4.2 The Customer shall pay the cost of delivery or freight.
4.3 Prices are subject to change without notice. List and retail prices are recommended only.
5.1 Unless otherwise agreed by the Company in writing, payment for all goods shall be made on or before the last working day of the month following the month in which the goods are invoiced ("the due date for payment"). Punctual payment is agreed to be the essence of this agreement.
5.2 Breach by the Customer of Clause 5.1 shall entitle the Company to:-
(a) require immediate payment of all invoices rendered by the Company to the Customer;
(b) terminate this Agreement (without notice) without prejudice to any antecedent rights accruing to the Company;
(c) Recover liquidated damages on any amount outstanding of an amount equal to two per cent (2%) of that amount for each month or part of a month from the due date until the date of payment in full;
(d) add to the Customer's account and require payment of all expenses incurred as a consequence of the actions taken by the Company to recover outstanding monies from the Customer;
5.3 In respect of any proceedings in any Court of competent jurisdiction, a Certificate signed by the Credit Manager of the applicable business name of the Company stating the quantum of the debt owed by the Customer to the Company shall be deemed to be conclusive proof of the quantum of the debt owed by the Customer to the Company.
6.1 The company reserves the right to:-
(a) withhold supply to the Customer where:-
1) the company has insufficient goods to fulfil the order;
2) the goods ordered have been discontinued;
3) the Company has determined in its absolute discretion that credit should no longer be extended to the Customer;
(b) deliver by instalments and such right shall not entitle the Customer to:-
1) terminate or cancel this agreement;
2) claim any loss or damage howsoever arising.

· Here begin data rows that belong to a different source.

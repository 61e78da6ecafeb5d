//! resource mutation
//!
//! Every compute resource goes through the steps in this order:
//! 1. [attach]: runtime library and extension layers, handler redirection
//! 2. [environment]: credential and generic environment variables
//! 3. [tags]: `service` and `env` tags
//! 4. [trace]: tracing and telemetry toggles, X-Ray
//! 5. [logs]: log group subscription to the forwarder
//!
//! Later steps may read what earlier ones decided (the handler redirection writes an environment
//! variable, for example). All steps work on a [Draft], a copy of the resource's properties. The draft is
//! written back only when every step succeeded; a [MutationError] leaves the resource as authored and
//! processing continues with the next resource.
mod attach;
mod environment;
mod logs;
mod tags;
mod trace;

pub use logs::Existing;

use crate::classify::{ComputeResource, Globals};
use crate::config::Configuration;
use crate::diagnostic::Diagnostic;
use crate::layers::LayerLookup;
use serde_json::{Map, Value};

/// Everything a step may look at besides the resource itself
pub struct Context<'a> {
    pub config: &'a Configuration,
    pub globals: &'a Globals,
    pub layers: &'a dyn LayerLookup,
    pub region: &'a str,
    pub existing: &'a Existing,
}

#[derive(thiserror::Error, Debug, PartialEq, Eq)]
pub enum MutationError {
    #[error("resource `{resource}`: `apiKeySecretArn` cannot be used with a Node.js function that sends metrics synchronously; set `flushMetricsToLogs` to true or set `extensionLayerVersion`")]
    SecretArnWithSynchronousMetrics { resource: String },
    #[error("resource `{resource}`: `{property}` must be {expected}")]
    MalformedProperty {
        resource: String,
        property: &'static str,
        expected: &'static str,
    },
    #[error("resource `{resource}`: no {layer} is published in region `{region}`")]
    LayerUnavailable {
        resource: String,
        layer: String,
        region: String,
    },
    #[error("resource `{resource}`: cannot add `{id}`, a resource with that id already exists")]
    ResourceIdTaken { resource: String, id: String },
}

impl MutationError {
    pub(crate) fn malformed(
        resource: &ComputeResource<'_>,
        property: &'static str,
        expected: &'static str,
    ) -> Self {
        Self::MalformedProperty {
            resource: resource.id.to_string(),
            property,
            expected,
        }
    }
}

/// Working copy of one resource
#[derive(Debug)]
pub struct Draft {
    pub properties: Map<String, Value>,
    pub warnings: Vec<Diagnostic>,
    pub new_resources: Vec<(String, Value)>,
}

impl Draft {
    fn new(properties: Map<String, Value>) -> Self {
        Self {
            properties,
            warnings: vec![],
            new_resources: vec![],
        }
    }
}

/// Result of one mutation pass
#[derive(Debug, Default)]
pub struct Report {
    /// in resource declaration order
    pub diagnostics: Vec<Diagnostic>,
    /// resources to add to the template, in creation order
    pub new_resources: Map<String, Value>,
}

#[tracing::instrument(level = "debug", skip_all)]
pub fn mutate(resources: Vec<ComputeResource<'_>>, ctx: &Context<'_>) -> Report {
    let mut report = Report::default();

    for resource in resources {
        let _span = tracing::debug_span!("resource", id = resource.id).entered();

        let result = mutate_resource(&resource, ctx).and_then(|draft| {
            match draft
                .new_resources
                .iter()
                .find(|(id, _)| report.new_resources.contains_key(id))
            {
                Some((id, _)) => Err(MutationError::ResourceIdTaken {
                    resource: resource.id.to_string(),
                    id: id.clone(),
                }),
                None => Ok(draft),
            }
        });

        match result {
            Ok(draft) => {
                tracing::debug!("resource instrumented");
                *resource.properties = draft.properties;
                report.diagnostics.extend(draft.warnings);
                report.new_resources.extend(draft.new_resources);
            }
            Err(error) => {
                tracing::warn!(%error, "resource left unchanged");
                report.diagnostics.push(Diagnostic::error(error.to_string()));
            }
        }
    }

    report
}

fn mutate_resource(
    resource: &ComputeResource<'_>,
    ctx: &Context<'_>,
) -> Result<Draft, MutationError> {
    let mut draft = Draft::new(resource.properties.clone());

    attach::attach(resource, &mut draft, ctx)?;
    environment::inject(resource, &mut draft, ctx)?;
    tags::inject(resource, &mut draft, ctx)?;
    trace::toggle(resource, &mut draft, ctx)?;
    logs::wire(resource, &mut draft, ctx)?;

    Ok(draft)
}

/// A mapping written out in the template, not an intrinsic function such as `Fn::If`
pub(crate) fn literal_object(value: &Value) -> Option<&Map<String, Value>> {
    value
        .as_object()
        .filter(|object| !crate::template::is_intrinsic(object))
}

pub(crate) fn literal_object_mut(value: &mut Value) -> Option<&mut Map<String, Value>> {
    value
        .as_object_mut()
        .filter(|object| !crate::template::is_intrinsic(object))
}


#[cfg(test)]
mod test {
    use super::test_support::{run, variables};
    use super::*;
    use crate::template;
    use pretty_assertions::assert_eq;
    use serde_json::json;

    fn configured() -> Configuration {
        Configuration {
            api_key: Some("abc".into()),
            node_layer_version: Some(112),
            python_layer_version: Some(98),
            extension_layer_version: Some(65),
            service: Some("billing".into()),
            env: Some("prod".into()),
            enable_xray_tracing: true,
            ..Default::default()
        }
    }

    #[test]
    fn running_twice_changes_nothing() {
        let mut template = template! {r#"
        Globals:
          Function:
            Tags:
              team: payments
        Resources:
          Api:
            Type: AWS::Serverless::Function
            Properties:
              Runtime: python3.12
              Handler: app.handler
          Worker:
            Type: AWS::Lambda::Function
            Properties:
              Runtime: nodejs20.x
              Handler: index.handler
              Environment:
                Variables:
                  DD_SITE: datadoghq.eu
          Flow:
            Type: AWS::StepFunctions::StateMachine
            Properties: {}
        "#};

        let config = configured();
        assert_eq!(run(&mut template, &config), vec![]);
        let once = template.clone();

        assert_eq!(run(&mut template, &config), vec![]);
        assert_eq!(template, once);
    }

    #[test]
    fn running_twice_with_forwarder_changes_nothing() {
        let mut template = template! {r#"
        Resources:
          Worker:
            Type: AWS::Lambda::Function
            Properties:
              Runtime: nodejs20.x
              FunctionName: worker
        "#};

        let config = Configuration {
            forwarder_arn: Some("arn:aws:lambda:us-east-1:123456789012:function:forwarder".into()),
            ..Default::default()
        };

        run(&mut template, &config);
        let once = template.clone();
        run(&mut template, &config);

        assert_eq!(template, once);
        assert_eq!(template["Resources"].as_object().unwrap().len(), 3);
    }

    #[test]
    fn failing_resource_is_isolated() {
        let mut template = template! {r#"
        Resources:
          NodeFn:
            Type: AWS::Lambda::Function
            Properties:
              Runtime: nodejs20.x
              Handler: index.handler
          PythonFn:
            Type: AWS::Lambda::Function
            Properties:
              Runtime: python3.12
              Handler: app.handler
        "#};
        let untouched = template["Resources"]["NodeFn"].clone();

        let config = Configuration {
            api_key_secret_arn: Some("arn:aws:secretsmanager:us-east-1:1:secret:dd".into()),
            flush_metrics_to_logs: false,
            python_layer_version: Some(98),
            ..Default::default()
        };

        let diagnostics = run(&mut template, &config);

        assert_eq!(diagnostics.len(), 1);
        assert!(diagnostics[0].is_error());
        assert!(diagnostics[0].message.contains("`NodeFn`"));

        assert_eq!(template["Resources"]["NodeFn"], untouched);
        assert_eq!(
            variables(&template, "PythonFn")["DD_API_KEY_SECRET_ARN"],
            "arn:aws:secretsmanager:us-east-1:1:secret:dd"
        );
        assert_eq!(
            template["Resources"]["PythonFn"]["Properties"]["Handler"],
            "datadog_lambda.handler.handler"
        );
    }

    #[test]
    fn malformed_environment_fails_resource() {
        let mut template = template! {r#"
        Resources:
          Fn:
            Type: AWS::Lambda::Function
            Properties:
              Runtime: nodejs20.x
              Environment:
                Variables: [DD_SITE]
        "#};

        let diagnostics = run(&mut template, &Configuration::default());
        assert_eq!(
            diagnostics,
            vec![Diagnostic::error(
                "resource `Fn`: `Environment.Variables` must be a mapping"
            )]
        );
    }

    #[test]
    fn state_machine_only_gets_tags_and_tracing() {
        let mut template = template! {r#"
        Resources:
          Flow:
            Type: AWS::Serverless::StateMachine
            Properties:
              DefinitionUri: statemachine.asl.json
        "#};

        run(&mut template, &configured());
        assert_eq!(
            template["Resources"]["Flow"]["Properties"],
            json!({
                "DefinitionUri": "statemachine.asl.json",
                "Tags": {"service": "billing", "env": "prod"},
                "Tracing": {"Enabled": true}
            })
        );
    }
}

6.2 The goods shall be at the Customer's risk from the time of delivery to the Customer or its agent.
6.3 Claims for shortages in delivery or damage to goods may only be made within two business days from the date of delivery.
The contract between the Company and the Customer shall be governed and construed according to the Laws of Victoria and the Customer agrees to submit to the jurisdiction of the courts located in the Capital City of Victoria.
The Customer shall indemnify and keep indemnified the Company from and against all losses, claims, proceedings, damages, costs and expenses in respect of or arising directly or indirectly from.
(a) the goods or their use;
(b) from any advice given to the Customer by the Company save and except as provided for in paragraph 14;
(c) any breach by the Customer of the terms of this agreement.
If for any reason any part of these terms and conditions would render the Agreement ineffective, void, voidable, illegal or unenforceable, that part shall, without in any way affecting the validity of the remainder of the Agreement, be severable herefrom and the Agreement shall be read and construed and take effect for all purposes as if that part were not contained herein.
10.1 All Goods supplied by the Company to the Customer shall remain the property of the Company until all monies have been paid in full (including all charges made in accordance with clause 5) and all cheques and all other negotiable instruments have been cleared. Pending legal and beneficial ownership of the goods passing to the Customer, the Customer must not encumber the Goods in any way.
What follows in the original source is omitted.